* [Problem to work on] Each line in the entries below that holds the string "months" must be copied.

* [Information provided]
//! Filtering of the catalog by free text, state and month.

use crate::catalog::Catalog;
use crate::event::TourEvent;

/// Filter inputs, read fresh from the input slots on every call.
#[derive(Debug, Clone, Default, PartialEq, Eq)]
pub struct FilterState {
    /// Trimmed, lowercased free-text query
    pub query: String,
    pub state: Option<String>,
    /// 1-12
    pub month: Option<u32>,
}

impl FilterState {
    /// Build a filter from raw slot values. Absent or empty slots are unset.
    /// A month that does not parse to 1-12 is treated as unset.
    pub fn from_inputs(query: Option<&str>, state: Option<&str>, month: Option<&str>) -> Self {
        let query = query.unwrap_or_default().trim().to_lowercase();
        let state = state.filter(|s| !s.is_empty()).map(str::to_string);
        let month = month.map(str::trim).filter(|m| !m.is_empty()).and_then(|m| {
            let parsed = m.parse::<u32>().ok().filter(|n| (1..=12).contains(n));
            if parsed.is_none() {
                tracing::debug!(month = m, "Ignoring unparseable month filter");
            }
            parsed
        });

        FilterState { query, state, month }
    }

    pub fn is_empty(&self) -> bool {
        self.query.is_empty() && self.state.is_none() && self.month.is_none()
    }

    pub fn matches_query(&self, event: &TourEvent) -> bool {
        self.query.is_empty() || event.search_text().contains(&self.query.to_lowercase())
    }

    pub fn matches_state(&self, event: &TourEvent) -> bool {
        match &self.state {
            Some(code) if !code.is_empty() => event.state == *code,
            _ => true,
        }
    }

    pub fn matches_month(&self, event: &TourEvent) -> bool {
        self.month.is_none_or(|m| event.month() == m)
    }

    pub fn matches(&self, event: &TourEvent) -> bool {
        self.matches_query(event) && self.matches_state(event) && self.matches_month(event)
    }
}

/// Records of `catalog` passing `filter`, in catalog order.
pub fn filter<'a>(catalog: &'a Catalog, filter: &FilterState) -> Vec<&'a TourEvent> {
    catalog.events().iter().filter(|e| filter.matches(e)).collect()
}

#[cfg(test)]
mod tests {
    use super::*;

    fn universities<'a>(list: &[&'a TourEvent]) -> Vec<&'a str> {
        list.iter().map(|e| e.university.as_str()).collect()
    }

    #[test]
    fn test_query_matches_university_or_city() {
        let catalog = Catalog::demo();
        let result = filter(&catalog, &FilterState::from_inputs(Some("michigan"), None, None));
        assert_eq!(result.len(), 1);
        assert_eq!(result[0].city, "Ann Arbor");

        let by_city = filter(&catalog, &FilterState::from_inputs(Some("  COLUMBUS "), None, None));
        assert_eq!(universities(&by_city), vec!["Ohio State University"]);
    }

    #[test]
    fn test_query_spans_university_and_city() {
        let catalog = Catalog::demo();
        let result = filter(&catalog, &FilterState::from_inputs(Some("university bloomington"), None, None));
        assert_eq!(universities(&result), vec!["Indiana University"]);
    }

    #[test]
    fn test_state_filter_keeps_catalog_order() {
        let catalog = Catalog::demo();
        let result = filter(&catalog, &FilterState::from_inputs(None, Some("IN"), None));
        assert_eq!(universities(&result), vec!["Indiana University", "Purdue University"]);
    }

    #[test]
    fn test_state_filter_is_exact() {
        let catalog = Catalog::demo();
        let result = filter(&catalog, &FilterState::from_inputs(None, Some("in"), None));
        assert!(result.is_empty());
    }

    #[test]
    fn test_month_filter() {
        let catalog = Catalog::demo();
        let result = filter(&catalog, &FilterState::from_inputs(None, None, Some("11")));
        assert_eq!(
            universities(&result),
            vec!["University of Michigan", "Purdue University", "Penn State University"]
        );
    }

    #[test]
    fn test_no_match_is_empty() {
        let catalog = Catalog::demo();
        assert!(filter(&catalog, &FilterState::from_inputs(Some("zzz"), None, None)).is_empty());
    }

    #[test]
    fn test_combined_predicates() {
        let catalog = Catalog::demo();
        let result = filter(&catalog, &FilterState::from_inputs(Some("university"), Some("IN"), Some("9")));
        assert_eq!(universities(&result), vec!["Indiana University"]);
    }

    #[test]
    fn test_empty_and_unparseable_slots_are_unset() {
        let state = FilterState::from_inputs(Some(""), Some(""), Some("abc"));
        assert!(state.is_empty());
        assert_eq!(FilterState::from_inputs(None, None, Some("13")).month, None);
        assert_eq!(FilterState::from_inputs(None, None, Some("09")).month, Some(9));

        let catalog = Catalog::demo();
        assert_eq!(filter(&catalog, &state).len(), catalog.len());
    }

    #[test]
    fn test_empty_catalog() {
        let catalog = Catalog::new(Vec::new()).unwrap();
        assert!(filter(&catalog, &FilterState::default()).is_empty());
    }

    #[test]
    fn test_result_is_ordered_subsequence_and_partitions_catalog() {
        let catalog = Catalog::demo();
        let queries = [None, Some("state"), Some("university"), Some("ma")];
        let states = [None, Some("IN"), Some("PA"), Some("XX")];
        let months = [None, Some("9"), Some("10"), Some("11"), Some("12")];

        for q in queries {
            for s in states {
                for m in months {
                    let state = FilterState::from_inputs(q, s, m);
                    let result = filter(&catalog, &state);

                    // Subsequence in catalog order
                    let mut positions = result
                        .iter()
                        .map(|r| catalog.events().iter().position(|e| e.id == r.id).unwrap());
                    let mut last = None;
                    for pos in positions.by_ref() {
                        assert!(last.is_none_or(|l| pos > l), "order broken for {:?}", state);
                        last = Some(pos);
                    }

                    for event in catalog.events() {
                        let included = result.iter().any(|r| r.id == event.id);
                        assert_eq!(included, state.matches(event));
                    }
                }
            }
        }
    }
}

* [Reply to the task]
        let months = [None, Some("9"), Some("10"), Some("11"), Some("12")];
                for m in months {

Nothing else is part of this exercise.